Within the records, determine how many lines contain the word "format". Your reply must consist of that number only.

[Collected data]
····················
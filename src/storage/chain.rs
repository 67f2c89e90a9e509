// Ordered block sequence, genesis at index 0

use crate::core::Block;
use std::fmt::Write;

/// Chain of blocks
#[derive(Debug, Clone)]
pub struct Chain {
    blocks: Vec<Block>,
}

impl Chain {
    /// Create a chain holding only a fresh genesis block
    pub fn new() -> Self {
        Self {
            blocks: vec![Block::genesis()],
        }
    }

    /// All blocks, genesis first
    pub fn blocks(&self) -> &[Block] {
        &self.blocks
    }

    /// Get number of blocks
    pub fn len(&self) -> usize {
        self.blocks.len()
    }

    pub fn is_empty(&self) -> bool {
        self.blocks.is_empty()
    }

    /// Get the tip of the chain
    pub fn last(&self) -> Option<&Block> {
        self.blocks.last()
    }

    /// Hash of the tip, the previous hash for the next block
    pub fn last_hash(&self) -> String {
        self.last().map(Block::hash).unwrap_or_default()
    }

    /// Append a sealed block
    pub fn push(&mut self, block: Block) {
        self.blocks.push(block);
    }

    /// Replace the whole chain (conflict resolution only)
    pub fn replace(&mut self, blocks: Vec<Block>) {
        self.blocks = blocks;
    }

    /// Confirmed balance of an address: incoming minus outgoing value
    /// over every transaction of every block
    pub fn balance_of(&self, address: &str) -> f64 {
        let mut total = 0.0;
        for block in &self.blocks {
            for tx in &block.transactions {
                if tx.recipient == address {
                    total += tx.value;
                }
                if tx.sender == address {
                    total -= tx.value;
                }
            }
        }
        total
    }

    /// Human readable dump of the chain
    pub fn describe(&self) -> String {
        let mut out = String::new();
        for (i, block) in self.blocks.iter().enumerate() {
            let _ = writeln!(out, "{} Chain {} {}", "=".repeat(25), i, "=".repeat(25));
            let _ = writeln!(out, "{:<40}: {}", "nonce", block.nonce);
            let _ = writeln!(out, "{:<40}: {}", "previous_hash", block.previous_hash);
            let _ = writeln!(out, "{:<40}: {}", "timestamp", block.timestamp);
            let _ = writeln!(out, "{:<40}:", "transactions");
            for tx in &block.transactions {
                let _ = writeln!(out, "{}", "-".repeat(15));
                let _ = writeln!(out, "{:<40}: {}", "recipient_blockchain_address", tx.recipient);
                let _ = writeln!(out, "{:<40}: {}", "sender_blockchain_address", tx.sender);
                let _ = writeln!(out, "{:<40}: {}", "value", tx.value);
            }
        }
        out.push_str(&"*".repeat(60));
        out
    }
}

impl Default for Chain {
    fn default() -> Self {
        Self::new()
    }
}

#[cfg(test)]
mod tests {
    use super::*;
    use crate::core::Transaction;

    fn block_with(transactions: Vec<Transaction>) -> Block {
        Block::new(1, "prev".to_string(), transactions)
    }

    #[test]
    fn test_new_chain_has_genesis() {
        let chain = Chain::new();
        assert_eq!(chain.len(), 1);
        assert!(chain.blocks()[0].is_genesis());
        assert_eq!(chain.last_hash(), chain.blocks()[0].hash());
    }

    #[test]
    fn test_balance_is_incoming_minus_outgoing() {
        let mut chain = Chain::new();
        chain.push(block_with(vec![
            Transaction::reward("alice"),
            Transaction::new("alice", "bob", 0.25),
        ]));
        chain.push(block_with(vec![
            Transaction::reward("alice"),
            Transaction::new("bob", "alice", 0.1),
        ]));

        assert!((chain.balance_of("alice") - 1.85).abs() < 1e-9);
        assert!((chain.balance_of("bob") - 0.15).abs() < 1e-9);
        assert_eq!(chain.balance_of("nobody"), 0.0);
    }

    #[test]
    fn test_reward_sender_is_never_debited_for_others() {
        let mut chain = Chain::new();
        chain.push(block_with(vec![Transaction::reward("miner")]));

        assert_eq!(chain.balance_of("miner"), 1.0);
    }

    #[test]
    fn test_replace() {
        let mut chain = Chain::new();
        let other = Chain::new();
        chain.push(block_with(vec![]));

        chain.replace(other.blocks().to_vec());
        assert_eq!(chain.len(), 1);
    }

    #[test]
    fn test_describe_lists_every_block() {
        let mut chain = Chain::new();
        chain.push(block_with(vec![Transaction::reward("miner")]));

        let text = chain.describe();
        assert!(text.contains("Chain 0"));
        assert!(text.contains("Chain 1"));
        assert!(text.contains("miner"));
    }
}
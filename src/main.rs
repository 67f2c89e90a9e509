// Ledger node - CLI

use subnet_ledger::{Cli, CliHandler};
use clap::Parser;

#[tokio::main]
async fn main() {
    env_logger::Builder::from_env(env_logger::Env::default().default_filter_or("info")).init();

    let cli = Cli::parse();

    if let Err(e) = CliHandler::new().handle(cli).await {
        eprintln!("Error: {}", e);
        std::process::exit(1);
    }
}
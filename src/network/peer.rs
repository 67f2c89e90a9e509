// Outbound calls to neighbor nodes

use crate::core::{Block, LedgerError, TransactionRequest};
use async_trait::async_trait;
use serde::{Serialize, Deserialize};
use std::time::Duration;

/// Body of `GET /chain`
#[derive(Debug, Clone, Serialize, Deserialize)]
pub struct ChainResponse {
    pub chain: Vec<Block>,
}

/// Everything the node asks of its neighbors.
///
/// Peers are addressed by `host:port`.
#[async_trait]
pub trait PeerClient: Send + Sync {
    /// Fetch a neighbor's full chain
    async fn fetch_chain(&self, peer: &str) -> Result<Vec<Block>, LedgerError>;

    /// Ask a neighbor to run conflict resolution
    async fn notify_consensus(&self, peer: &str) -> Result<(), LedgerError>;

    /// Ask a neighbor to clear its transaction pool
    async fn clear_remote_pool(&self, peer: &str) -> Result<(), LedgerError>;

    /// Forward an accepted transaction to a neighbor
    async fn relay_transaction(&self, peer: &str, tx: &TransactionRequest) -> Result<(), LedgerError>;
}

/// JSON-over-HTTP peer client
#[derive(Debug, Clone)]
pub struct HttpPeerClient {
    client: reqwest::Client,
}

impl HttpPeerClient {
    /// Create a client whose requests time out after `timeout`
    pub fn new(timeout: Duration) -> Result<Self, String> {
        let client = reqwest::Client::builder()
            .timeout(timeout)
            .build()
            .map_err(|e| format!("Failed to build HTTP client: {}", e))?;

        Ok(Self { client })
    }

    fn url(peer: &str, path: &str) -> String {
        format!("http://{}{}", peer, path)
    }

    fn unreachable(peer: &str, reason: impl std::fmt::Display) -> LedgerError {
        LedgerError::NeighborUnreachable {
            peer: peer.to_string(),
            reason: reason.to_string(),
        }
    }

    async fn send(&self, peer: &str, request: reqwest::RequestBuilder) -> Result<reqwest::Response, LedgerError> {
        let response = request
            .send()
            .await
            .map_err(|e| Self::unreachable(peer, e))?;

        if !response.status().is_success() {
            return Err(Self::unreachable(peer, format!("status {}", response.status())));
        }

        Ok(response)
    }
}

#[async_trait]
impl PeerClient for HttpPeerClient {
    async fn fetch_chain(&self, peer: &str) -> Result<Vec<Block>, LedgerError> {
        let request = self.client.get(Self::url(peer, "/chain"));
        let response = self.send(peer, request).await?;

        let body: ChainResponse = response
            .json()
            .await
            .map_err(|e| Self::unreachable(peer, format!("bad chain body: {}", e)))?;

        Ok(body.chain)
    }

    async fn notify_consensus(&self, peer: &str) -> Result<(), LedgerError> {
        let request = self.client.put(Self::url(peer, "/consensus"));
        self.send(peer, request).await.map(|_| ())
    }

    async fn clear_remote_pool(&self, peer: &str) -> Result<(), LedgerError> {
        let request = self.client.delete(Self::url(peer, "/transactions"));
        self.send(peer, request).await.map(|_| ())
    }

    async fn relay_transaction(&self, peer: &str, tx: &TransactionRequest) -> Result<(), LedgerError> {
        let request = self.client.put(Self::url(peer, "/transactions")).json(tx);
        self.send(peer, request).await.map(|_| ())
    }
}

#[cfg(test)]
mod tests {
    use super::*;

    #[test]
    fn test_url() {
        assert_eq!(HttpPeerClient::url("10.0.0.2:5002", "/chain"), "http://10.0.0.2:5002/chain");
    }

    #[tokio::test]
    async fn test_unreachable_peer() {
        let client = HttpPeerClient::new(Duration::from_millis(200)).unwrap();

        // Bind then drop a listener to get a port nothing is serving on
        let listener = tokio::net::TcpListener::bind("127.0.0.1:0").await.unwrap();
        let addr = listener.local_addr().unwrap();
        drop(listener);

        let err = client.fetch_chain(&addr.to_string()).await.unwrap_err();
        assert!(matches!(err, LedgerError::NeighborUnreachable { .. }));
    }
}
····················
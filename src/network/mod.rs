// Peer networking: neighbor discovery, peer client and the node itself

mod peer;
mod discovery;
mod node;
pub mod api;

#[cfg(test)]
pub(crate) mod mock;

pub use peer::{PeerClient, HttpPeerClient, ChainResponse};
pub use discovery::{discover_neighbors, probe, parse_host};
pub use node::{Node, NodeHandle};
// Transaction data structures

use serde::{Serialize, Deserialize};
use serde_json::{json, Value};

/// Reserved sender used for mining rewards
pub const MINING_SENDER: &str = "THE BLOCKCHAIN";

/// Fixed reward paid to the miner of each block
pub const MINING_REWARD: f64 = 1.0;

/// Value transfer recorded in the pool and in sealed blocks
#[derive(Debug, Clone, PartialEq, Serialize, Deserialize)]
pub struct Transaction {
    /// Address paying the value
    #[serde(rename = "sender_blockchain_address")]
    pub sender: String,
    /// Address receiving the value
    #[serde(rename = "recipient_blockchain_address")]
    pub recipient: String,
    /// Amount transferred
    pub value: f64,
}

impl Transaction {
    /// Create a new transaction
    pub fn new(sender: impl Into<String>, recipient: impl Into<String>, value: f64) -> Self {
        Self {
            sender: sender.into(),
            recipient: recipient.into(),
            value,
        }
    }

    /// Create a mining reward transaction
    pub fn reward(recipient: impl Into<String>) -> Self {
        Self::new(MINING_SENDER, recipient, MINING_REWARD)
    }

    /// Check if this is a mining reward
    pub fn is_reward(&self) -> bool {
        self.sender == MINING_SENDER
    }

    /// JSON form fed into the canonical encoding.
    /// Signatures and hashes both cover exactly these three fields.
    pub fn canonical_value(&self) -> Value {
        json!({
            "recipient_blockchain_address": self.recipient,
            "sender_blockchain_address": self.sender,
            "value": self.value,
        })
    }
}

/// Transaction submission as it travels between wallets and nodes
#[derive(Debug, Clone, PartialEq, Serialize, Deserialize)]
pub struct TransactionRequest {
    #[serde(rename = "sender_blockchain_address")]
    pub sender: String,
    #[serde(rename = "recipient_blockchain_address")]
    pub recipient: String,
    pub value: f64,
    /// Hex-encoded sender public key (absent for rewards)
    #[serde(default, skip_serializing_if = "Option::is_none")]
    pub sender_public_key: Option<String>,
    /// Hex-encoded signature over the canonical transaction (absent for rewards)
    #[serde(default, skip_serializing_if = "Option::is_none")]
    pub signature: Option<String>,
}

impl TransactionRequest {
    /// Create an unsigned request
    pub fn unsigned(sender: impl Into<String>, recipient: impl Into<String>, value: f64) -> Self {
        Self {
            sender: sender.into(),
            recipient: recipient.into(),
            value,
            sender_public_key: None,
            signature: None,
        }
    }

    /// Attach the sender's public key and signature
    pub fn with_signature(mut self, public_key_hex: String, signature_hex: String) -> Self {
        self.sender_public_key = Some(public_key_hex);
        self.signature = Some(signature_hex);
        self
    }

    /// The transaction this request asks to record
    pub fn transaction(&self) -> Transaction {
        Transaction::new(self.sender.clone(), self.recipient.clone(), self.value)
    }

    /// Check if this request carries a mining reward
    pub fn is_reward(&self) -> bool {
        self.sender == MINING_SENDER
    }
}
····················
RESPONSE: 4